## PROMPT
A faithful transcription of the entries below is required.

● ● ● ● ●

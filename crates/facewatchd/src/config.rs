use facewatch_core::{
    Durability, DEFAULT_FRAME_SCALE, DEFAULT_LABEL_CAPACITY, DEFAULT_MATCH_THRESHOLD,
};
use std::path::PathBuf;

/// Daemon configuration, loaded from environment variables.
#[derive(Debug, Clone)]
pub struct Config {
    /// V4L2 device path (default: /dev/video0).
    pub camera_device: String,
    /// Path to the SQLite database file.
    pub db_path: PathBuf,
    /// Maximum L2 distance (exclusive) for a face to be labelled as known.
    pub match_threshold: f32,
    /// Downscale factor applied to live frames before detection.
    pub frame_scale: f32,
    /// Maximum embeddings kept per label.
    pub label_capacity: usize,
    /// Embedding dimensionality produced by the extractor.
    pub embedding_dim: usize,
    /// Delay between capture cycles, in milliseconds.
    pub frame_interval_ms: u64,
    /// External detect+embed program, split on whitespace.
    pub extractor_cmd: Vec<String>,
    /// Commit ordering between the in-memory store and the database.
    pub durability: Durability,
}

impl Config {
    /// Load configuration from `FACEWATCH_*` environment variables with defaults.
    pub fn from_env() -> Self {
        Self::from_lookup(|key| std::env::var(key).ok())
    }

    fn from_lookup(get: impl Fn(&str) -> Option<String>) -> Self {
        let data_dir = get("XDG_DATA_HOME")
            .map(PathBuf::from)
            .unwrap_or_else(|| {
                let home = get("HOME").unwrap_or_else(|| "/tmp".to_string());
                PathBuf::from(home).join(".local/share")
            })
            .join("facewatch");

        let db_path = get("FACEWATCH_DB_PATH")
            .map(PathBuf::from)
            .unwrap_or_else(|| data_dir.join("faces.db"));

        let durability = match get("FACEWATCH_STRICT_COMMIT").as_deref() {
            Some("0") => Durability::BestEffort,
            _ => Durability::Strict,
        };

        Self {
            camera_device: get("FACEWATCH_CAMERA_DEVICE")
                .unwrap_or_else(|| "/dev/video0".to_string()),
            db_path,
            match_threshold: parse_or(&get, "FACEWATCH_MATCH_THRESHOLD", DEFAULT_MATCH_THRESHOLD),
            frame_scale: parse_or(&get, "FACEWATCH_FRAME_SCALE", DEFAULT_FRAME_SCALE),
            label_capacity: parse_or(&get, "FACEWATCH_LABEL_CAPACITY", DEFAULT_LABEL_CAPACITY),
            embedding_dim: parse_or(&get, "FACEWATCH_EMBEDDING_DIM", 128),
            frame_interval_ms: parse_or(&get, "FACEWATCH_FRAME_INTERVAL_MS", 33),
            extractor_cmd: get("FACEWATCH_EXTRACTOR_CMD")
                .map(|cmd| cmd.split_whitespace().map(str::to_string).collect())
                .unwrap_or_default(),
            durability,
        }
    }
}

fn parse_or<T: std::str::FromStr>(
    get: &impl Fn(&str) -> Option<String>,
    key: &str,
    default: T,
) -> T {
    get(key)
        .and_then(|v| v.trim().parse().ok())
        .unwrap_or(default)
}

#[cfg(test)]
mod tests {
    use super::*;
    use std::collections::HashMap;

    fn config_from(vars: &[(&str, &str)]) -> Config {
        let map: HashMap<String, String> = vars
            .iter()
            .map(|(k, v)| (k.to_string(), v.to_string()))
            .collect();
        Config::from_lookup(|key| map.get(key).cloned())
    }

    #[test]
    fn test_defaults() {
        let cfg = config_from(&[("HOME", "/home/op")]);
        assert_eq!(cfg.camera_device, "/dev/video0");
        assert_eq!(cfg.db_path, PathBuf::from("/home/op/.local/share/facewatch/faces.db"));
        assert_eq!(cfg.match_threshold, 0.4);
        assert_eq!(cfg.frame_scale, 0.5);
        assert_eq!(cfg.label_capacity, 10);
        assert_eq!(cfg.embedding_dim, 128);
        assert!(cfg.extractor_cmd.is_empty());
        assert_eq!(cfg.durability, Durability::Strict);
    }

    #[test]
    fn test_overrides() {
        let cfg = config_from(&[
            ("XDG_DATA_HOME", "/data"),
            ("FACEWATCH_MATCH_THRESHOLD", "0.55"),
            ("FACEWATCH_LABEL_CAPACITY", "3"),
            ("FACEWATCH_EXTRACTOR_CMD", "python3 embed.py --cpu"),
            ("FACEWATCH_STRICT_COMMIT", "0"),
        ]);
        assert_eq!(cfg.db_path, PathBuf::from("/data/facewatch/faces.db"));
        assert_eq!(cfg.match_threshold, 0.55);
        assert_eq!(cfg.label_capacity, 3);
        assert_eq!(cfg.extractor_cmd, vec!["python3", "embed.py", "--cpu"]);
        assert_eq!(cfg.durability, Durability::BestEffort);
    }

    #[test]
    fn test_unparsable_values_fall_back() {
        let cfg = config_from(&[("FACEWATCH_FRAME_SCALE", "half")]);
        assert_eq!(cfg.frame_scale, 0.5);
    }
}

● ● ● ● ●

## ANSWER TO THE PROBLEM
filename crates/facewatchd/src/config.rs
use facewatch_core::{
    Durability, DEFAULT_FRAME_SCALE, DEFAULT_LABEL_CAPACITY, DEFAULT_MATCH_THRESHOLD,
};
use std::path::PathBuf;

/// Daemon configuration, loaded from environment variables.
#[derive(Debug, Clone)]
pub struct Config {
    /// V4L2 device path (default: /dev/video0).
    pub camera_device: String,
    /// Path to the SQLite database file.
    pub db_path: PathBuf,
    /// Maximum L2 distance (exclusive) for a face to be labelled as known.
    pub match_threshold: f32,
    /// Downscale factor applied to live frames before detection.
    pub frame_scale: f32,
    /// Maximum embeddings kept per label.
    pub label_capacity: usize,
    /// Embedding dimensionality produced by the extractor.
    pub embedding_dim: usize,
    /// Delay between capture cycles, in milliseconds.
    pub frame_interval_ms: u64,
    /// External detect+embed program, split on whitespace.
    pub extractor_cmd: Vec<String>,
    /// Commit ordering between the in-memory store and the database.
    pub durability: Durability,
}

impl Config {
    /// Load configuration from `FACEWATCH_*` environment variables with defaults.
    pub fn from_env() -> Self {
        Self::from_lookup(|key| std::env::var(key).ok())
    }

    fn from_lookup(get: impl Fn(&str) -> Option<String>) -> Self {
        let data_dir = get("XDG_DATA_HOME")
            .map(PathBuf::from)
            .unwrap_or_else(|| {
                let home = get("HOME").unwrap_or_else(|| "/tmp".to_string());
                PathBuf::from(home).join(".local/share")
            })
            .join("facewatch");

        let db_path = get("FACEWATCH_DB_PATH")
            .map(PathBuf::from)
            .unwrap_or_else(|| data_dir.join("faces.db"));

        let durability = match get("FACEWATCH_STRICT_COMMIT").as_deref() {
            Some("0") => Durability::BestEffort,
            _ => Durability::Strict,
        };

        Self {
            camera_device: get("FACEWATCH_CAMERA_DEVICE")
                .unwrap_or_else(|| "/dev/video0".to_string()),
            db_path,
            match_threshold: parse_or(&get, "FACEWATCH_MATCH_THRESHOLD", DEFAULT_MATCH_THRESHOLD),
            frame_scale: parse_or(&get, "FACEWATCH_FRAME_SCALE", DEFAULT_FRAME_SCALE),
            label_capacity: parse_or(&get, "FACEWATCH_LABEL_CAPACITY", DEFAULT_LABEL_CAPACITY),
            embedding_dim: parse_or(&get, "FACEWATCH_EMBEDDING_DIM", 128),
            frame_interval_ms: parse_or(&get, "FACEWATCH_FRAME_INTERVAL_MS", 33),
            extractor_cmd: get("FACEWATCH_EXTRACTOR_CMD")
                .map(|cmd| cmd.split_whitespace().map(str::to_string).collect())
                .unwrap_or_default(),
            durability,
        }
    }
}

fn parse_or<T: std::str::FromStr>(
    get: &impl Fn(&str) -> Option<String>,
    key: &str,
    default: T,
) -> T {
    get(key)
        .and_then(|v| v.trim().parse().ok())
        .unwrap_or(default)
}

#[cfg(test)]
mod tests {
    use super::*;
    use std::collections::HashMap;

    fn config_from(vars: &[(&str, &str)]) -> Config {
        let map: HashMap<String, String> = vars
            .iter()
            .map(|(k, v)| (k.to_string(), v.to_string()))
            .collect();
        Config::from_lookup(|key| map.get(key).cloned())
    }

    #[test]
    fn test_defaults() {
        let cfg = config_from(&[("HOME", "/home/op")]);
        assert_eq!(cfg.camera_device, "/dev/video0");
        assert_eq!(cfg.db_path, PathBuf::from("/home/op/.local/share/facewatch/faces.db"));
        assert_eq!(cfg.match_threshold, 0.4);
        assert_eq!(cfg.frame_scale, 0.5);
        assert_eq!(cfg.label_capacity, 10);
        assert_eq!(cfg.embedding_dim, 128);
        assert!(cfg.extractor_cmd.is_empty());
        assert_eq!(cfg.durability, Durability::Strict);
    }

    #[test]
    fn test_overrides() {
        let cfg = config_from(&[
            ("XDG_DATA_HOME", "/data"),
            ("FACEWATCH_MATCH_THRESHOLD", "0.55"),
            ("FACEWATCH_LABEL_CAPACITY", "3"),
            ("FACEWATCH_EXTRACTOR_CMD", "python3 embed.py --cpu"),
            ("FACEWATCH_STRICT_COMMIT", "0"),
        ]);
        assert_eq!(cfg.db_path, PathBuf::from("/data/facewatch/faces.db"));
        assert_eq!(cfg.match_threshold, 0.55);
        assert_eq!(cfg.label_capacity, 3);
        assert_eq!(cfg.extractor_cmd, vec!["python3", "embed.py", "--cpu"]);
        assert_eq!(cfg.durability, Durability::BestEffort);
    }

    #[test]
    fn test_unparsable_values_fall_back() {
        let cfg = config_from(&[("FACEWATCH_FRAME_SCALE", "half")]);
        assert_eq!(cfg.frame_scale, 0.5);
    }
}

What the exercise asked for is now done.